Chocolate                                                                      Serves 8
6 c. milk
3 oz. Mexican chocolate (or dark sweet chocolate), grated
1 t. cinnamon
3 eggs

In top of double boiler, boil milk for 5 minutes. Remove from heat; add in chocolate and cinnamon a little at a time, beating well after each addition with molinillo or eggbeater. When chocolate is thoroughly blended, heat to boiling. Remove from heat; add in well-beaten eggs, whipping mixture until thoroughly blended and frothy.

Molé

MoleMolé is a meat-stretching dish which has a legend to go with it. The legend we grew up with is:

In colonial Mexico, a convent was told on very short notice that it would receive a visit from the bishop. Knowing that he would be hungry upon arrival, the nuns looked at their one chicken and meager supplies and tried to figure out how to feed everyone. Using what they had on hand, they came up with molé. The ingredients may be varied to suit individual taste.

Serves 10-12

5 dried ancho chiles*
5 dried pasilla chiles
5 dried mulato chiles
5 lb. chicken or turkey parts
1 ½ t. whole comino
2 cloves garlic
6 peppercorns
1 (28 oz.) can whole tomatoes in puree
½ c. roasted, unsalted peanuts
½ c. blanched almonds
½ c. raw pumpkin seeds
5 cloves garlic
2 medium onions, chopped
1 ¾ c. water chiles were soaked in
½ t. cloves
½ t. cinnamon
½ t. cilantro seeds
2 sprigs fresh cilantro or parsley
2 slices toast or 2 flour tortillas
½ c. oil or lard
3 c. chicken or turkey broth
7 oz. Mexican chocolate (or bitter chocolate)
¼ – 1/3 c. sugar
Salt and pepper to taste

Boil water; put in large saucepan and add chiles. Cover and soak for an hour. Combine chicken or turkey, comino, garlic and peppercorns in a large pot. Cover with water and boil 30-45 minutes (an hour for turkey). Remove meat from stock, and if using turkey, remove from bones. Set meat and stock aside. (The cooked meat may be browned in a little oil or lard, if desired.)
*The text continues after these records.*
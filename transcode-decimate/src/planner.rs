//! Whole-clip planning for the variable frame rate modes.
//!
//! Modes 5 and 6 know the metrics of every frame before the first output is
//! requested, so the complete output is planned at construction:
//!
//! - **Two-pass hybrid (mode 5)**: a first pass classifies every cycle as
//!   film or video, short video runs are folded back into film, and a
//!   second pass decides the drops of every film cycle.
//! - **High rate (mode 6)**: runs of identical frames in 120 fps material
//!   are grouped into 120, 60, 40, 30 and 24 fps sections.
//!
//! A [`VfrPlan`] holds the resulting output-to-source table together with
//! the timecode sections, and writes both to the configured files.

use crate::annotate::Annotator;
use crate::classify::{
    check_video_matches, check_video_matches_self, check_video_metrics, is_video_uncorroborated,
};
use crate::config::DecimateConfig;
use crate::cycle::{Cycle, CycleType};
use crate::error::{DecimateError, Result};
use crate::rate::Rational;
use crate::scene::scene_boundary;
use crate::select::Selector;
use crate::source::ClipInfo;
use crate::timecode::{TimecodeFormat, TimecodeWriter, VfrStats};
use std::fs::File;
use std::io::{BufWriter, Write};
use tracing::debug;

/// Rates closer than this share a section.
const RATE_EPSILON: f64 = 1e-6;

/// A run of output frames shown at one rate.
#[derive(Debug, Clone, Copy, PartialEq)]
pub struct Section {
    /// Output frames in the run.
    pub frames: usize,
    /// Display rate.
    pub fps: f64,
    /// The run comes from decimated film.
    pub film: bool,
}

/// A complete variable frame rate output plan.
#[derive(Debug, Clone, PartialEq)]
pub struct VfrPlan {
    /// Mode the plan was built for.
    pub mode: u32,
    /// Source frame of every output frame.
    pub lut: Vec<usize>,
    /// Whether every output frame comes from film.
    pub film: Vec<bool>,
    /// Timecode sections in output order.
    pub sections: Vec<Section>,
    /// Default rate of a v1 timecode file.
    pub assumed_fps: f64,
    /// Average output rate.
    pub rate: Rational,
    /// Film/video statistics over the source.
    pub stats: VfrStats,
}

impl VfrPlan {
    fn new(mode: u32, assumed_fps: f64, rate: Rational) -> Self {
        Self {
            mode,
            lut: Vec::new(),
            film: Vec::new(),
            sections: Vec::new(),
            assumed_fps,
            rate,
            stats: VfrStats::default(),
        }
    }

    /// Append output frames showing `sources` at `fps`.
    fn push(&mut self, sources: impl IntoIterator<Item = usize>, fps: f64, film: bool) {
        let before = self.lut.len();
        self.lut.extend(sources);
        let frames = self.lut.len() - before;
        if frames == 0 {
            return;
        }
        self.film.resize(self.lut.len(), film);
        match self.sections.last_mut() {
            Some(last) if (last.fps - fps).abs() < RATE_EPSILON && last.film == film => {
                last.frames += frames;
            }
            _ => self.sections.push(Section { frames, fps, film }),
        }
    }

    /// Number of output frames.
    pub fn len(&self) -> usize {
        self.lut.len()
    }

    /// Whether the plan has no output frames.
    pub fn is_empty(&self) -> bool {
        self.lut.is_empty()
    }

    /// Write the timecode file for a clip of `total` source frames.
    pub fn write_timecodes<W: Write>(
        &self,
        out: W,
        format: TimecodeFormat,
        total: usize,
    ) -> Result<W> {
        let mut timecodes = TimecodeWriter::new(out, format, self.assumed_fps, self.mode)?;
        for section in &self.sections {
            timecodes.push(section.frames, section.fps)?;
        }
        timecodes.finish(&self.stats, total)
    }

    /// Write the source index of every output frame, one per line.
    pub fn write_remap<W: Write>(&self, mut out: W) -> Result<()> {
        for frame in &self.lut {
            writeln!(out, "{}", frame)?;
        }
        out.flush()?;
        Ok(())
    }

    /// Write the configured timecode and remap files.
    pub fn write_files(&self, config: &DecimateConfig, info: &ClipInfo) -> Result<()> {
        if let Some(path) = &config.timecodes_out {
            let out = BufWriter::new(File::create(path)?);
            let format = TimecodeFormat::from_v1_flag(config.tcfv1);
            self.write_timecodes(out, format, info.num_frames)?;
            debug!(path = %path.display(), sections = self.sections.len(), "wrote timecodes");
        }
        if let Some(path) = &config.remap_out {
            self.write_remap(BufWriter::new(File::create(path)?))?;
            debug!(path = %path.display(), frames = self.lut.len(), "wrote remap");
        }
        Ok(())
    }
}

/// Per-frame verdict of the two-pass planner.
#[derive(Debug, Clone, Copy, PartialEq, Eq)]
enum Mark {
    Keep,
    Drop,
    /// First frame of a video cycle at a scene change or forced to video.
    Scene,
}

/// Rolling `prev`/`curr`/`next` over every cycle of the clip.
struct CycleWalk<'a> {
    annotator: &'a Annotator,
    vid_thresh: f64,
    variance: bool,
    prev: Cycle,
    curr: Cycle,
    next: Cycle,
}

impl<'a> CycleWalk<'a> {
    fn new(config: &DecimateConfig, annotator: &'a Annotator, info: &ClipInfo) -> Self {
        let template = Cycle::new(config.cycle, config.cycle_r, info.last_frame() as i64)
            .with_sdlim(config.sdlim);
        Self {
            annotator,
            vid_thresh: config.vid_thresh,
            variance: config.vid_detect.variance_check(),
            prev: template.clone(),
            curr: template.clone(),
            next: template,
        }
    }

    /// Position `curr` at `frame`; cycles must be visited in order.
    fn advance(&mut self, frame: i64) -> Result<()> {
        let len = self.curr.length as i64;
        if frame == 0 {
            self.prev.set_frame(-len);
            self.curr.set_frame(0);
            self.fill_curr()?;
            check_video_matches_self(&mut self.curr);
            check_video_metrics(&mut self.curr, self.vid_thresh, self.variance);
        } else {
            std::mem::swap(&mut self.prev, &mut self.curr);
            std::mem::swap(&mut self.curr, &mut self.next);
        }
        self.next.set_frame(frame + len);
        if !self.annotator.populate(&mut self.next) && !self.next.is_empty() {
            return Err(missing(&self.next));
        }
        if !self.next.is_empty() {
            check_video_matches(&self.curr, &mut self.next);
            check_video_metrics(&mut self.next, self.vid_thresh, self.variance);
        }
        Ok(())
    }

    fn fill_curr(&mut self) -> Result<()> {
        if self.annotator.populate(&mut self.curr) {
            Ok(())
        } else {
            Err(missing(&self.curr))
        }
    }
}

fn missing(c: &Cycle) -> DecimateError {
    DecimateError::invalid_params(format!(
        "metrics are missing for the cycle at frame {}",
        c.frame
    ))
}

/// Plan mode 5.
pub fn plan_two_pass(
    config: &DecimateConfig,
    annotator: &Annotator,
    info: &ClipInfo,
) -> Result<VfrPlan> {
    let n = info.num_frames;
    let len = config.cycle;
    let selector = Selector::new(config.selector_config());
    let scene_thresh = annotator.provider().scene_threshold(config.scene_thresh);
    let mut marks = vec![Mark::Keep; n];

    let mut walk = CycleWalk::new(config, annotator, info);
    for b in (0..n).step_by(len) {
        walk.advance(b as i64)?;
        let CycleWalk {
            prev, curr, next, ..
        } = &mut walk;
        if is_video_uncorroborated(curr, config.vid_detect) {
            if curr.kind == CycleType::ForcedVideo
                || scene_boundary(prev, curr, next, scene_thresh).is_some()
            {
                marks[b] = Mark::Scene;
            }
        } else {
            selector.decide(prev, curr, next);
            for slot in curr.dropped_slots() {
                marks[curr.source_frame(slot) as usize] = Mark::Drop;
            }
        }
    }

    fold_short_video_runs(&mut marks, len, config.con_cycle_tp as usize);

    let mut walk = CycleWalk::new(config, annotator, info);
    for b in (0..n).step_by(len) {
        walk.advance(b as i64)?;
        let end = (b + len).min(n);
        let film = marks[b..end].contains(&Mark::Drop);
        for mark in &mut marks[b..end] {
            *mark = Mark::Keep;
        }
        if film {
            let CycleWalk {
                prev, curr, next, ..
            } = &mut walk;
            selector.decide(prev, curr, next);
            for slot in curr.dropped_slots() {
                marks[curr.source_frame(slot) as usize] = Mark::Drop;
            }
        }
    }

    let drops = marks.iter().filter(|&&m| m == Mark::Drop).count();
    let fps = info.fps();
    let rate = info.rate.scale((n - drops) as i64, n as i64);
    let mut plan = VfrPlan::new(5, fps, rate);
    for b in (0..n).step_by(len) {
        let end = (b + len).min(n);
        let kept = (b..end).filter(|&i| marks[i] != Mark::Drop);
        let dropped = end - b - kept.clone().count();
        if dropped == 0 {
            plan.stats.add_video(end - b);
            plan.push(kept, fps, false);
        } else {
            plan.stats.add_film(end - b);
            let cycle_fps = fps * len.saturating_sub(dropped) as f64 / len as f64;
            plan.push(kept, cycle_fps, true);
        }
    }
    debug!(
        input_frames = n,
        output_frames = plan.len(),
        drops,
        film = plan.stats.film,
        video = plan.stats.video,
        "two-pass plan built"
    );
    Ok(plan)
}

/// Video runs shorter than `min_cycles` cycles become film: the first frame
/// of each of their cycles is marked as a drop unless it sits at a scene
/// change.
fn fold_short_video_runs(marks: &mut [Mark], len: usize, min_cycles: usize) {
    let n = marks.len();
    let mut run: Vec<usize> = Vec::new();
    let fold = |marks: &mut [Mark], run: &mut Vec<usize>| {
        if !run.is_empty() && run.len() < min_cycles {
            for &b in run.iter() {
                if marks[b] != Mark::Scene {
                    marks[b] = Mark::Drop;
                }
            }
        }
        run.clear();
    };
    for b in (0..n).step_by(len) {
        let end = (b + len).min(n);
        if marks[b..end].contains(&Mark::Drop) {
            fold(marks, &mut run);
        } else {
            run.push(b);
        }
    }
    fold(marks, &mut run);
}

/// Plan mode 6.
pub fn plan_high_rate(
    config: &DecimateConfig,
    annotator: &Annotator,
    info: &ClipInfo,
) -> Result<VfrPlan> {
    let n = info.num_frames;
    let fps = info.fps();
    let store = annotator.store();
    let mut repeated = Vec::with_capacity(n);
    for f in 0..n {
        let worst = store
            .get(f)
            .worst
            .ok_or_else(|| DecimateError::invalid_params(format!("no metrics for frame {}", f)))?;
        repeated.push(f > 0 && worst == 0);
    }

    let mut plan = VfrPlan::new(6, fps / 5.0, info.rate);
    let mut j = 0;
    while j < n {
        let start = j;
        j += 1;
        while j < n && repeated[j] {
            j += 1;
        }
        let mut dups = j - start;
        while dups > 0 {
            let first = j - dups;
            let (step, count) = match dups {
                1..=3 => (dups, 1),
                d if d % 4 == 0 => (4, d / 4),
                d if d % 5 == 0 => (5, d / 5),
                _ => (5, 1),
            };
            let film = step == 5;
            if film {
                plan.stats.add_film(step * count);
            } else {
                plan.stats.add_video(step * count);
            }
            plan.push((0..count).map(|i| first + i * step), fps / step as f64, film);
            dups -= step * count;
        }
    }
    debug!(
        input_frames = n,
        output_frames = plan.len(),
        sections = plan.sections.len(),
        tcfv1 = config.tcfv1,
        "high rate plan built"
    );
    Ok(plan)
}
Remove seeds and stems from chiles. In blender, combine chiles, tomatoes, nuts, garlic, onions, water, spices, cilantro and toast and blend well. This may have to be done in batches. Pour blended mixture into large pot; add oil and cook, stirring constantly, for 5 minutes. Add broth, chocolate (if using bitter chocolate, increase sugar amount), sugar, salt and pepper. Cook over low heat until chocolate is melted and sauce is quite thick. Add poultry and cook over low heat until poultry is heated through.

*Molé may also be made with all ancho chiles or all pasilla chiles, if desired.

A Note on Commercial Molé

If you like the taste of molé but not the trouble of making it, commercial molé is available in either powder or paste form. To mix these for use, either method below will provide good results:

1. Add chicken or turkey broth, sugar* and salt to taste, or
2. Add hot water and smooth peanut butter (and sugar if desired) until molé
is a nice thick consistency.

Add in cooked chicken, turkey or pork and heat through.

* Sugar helps take out the picante sting.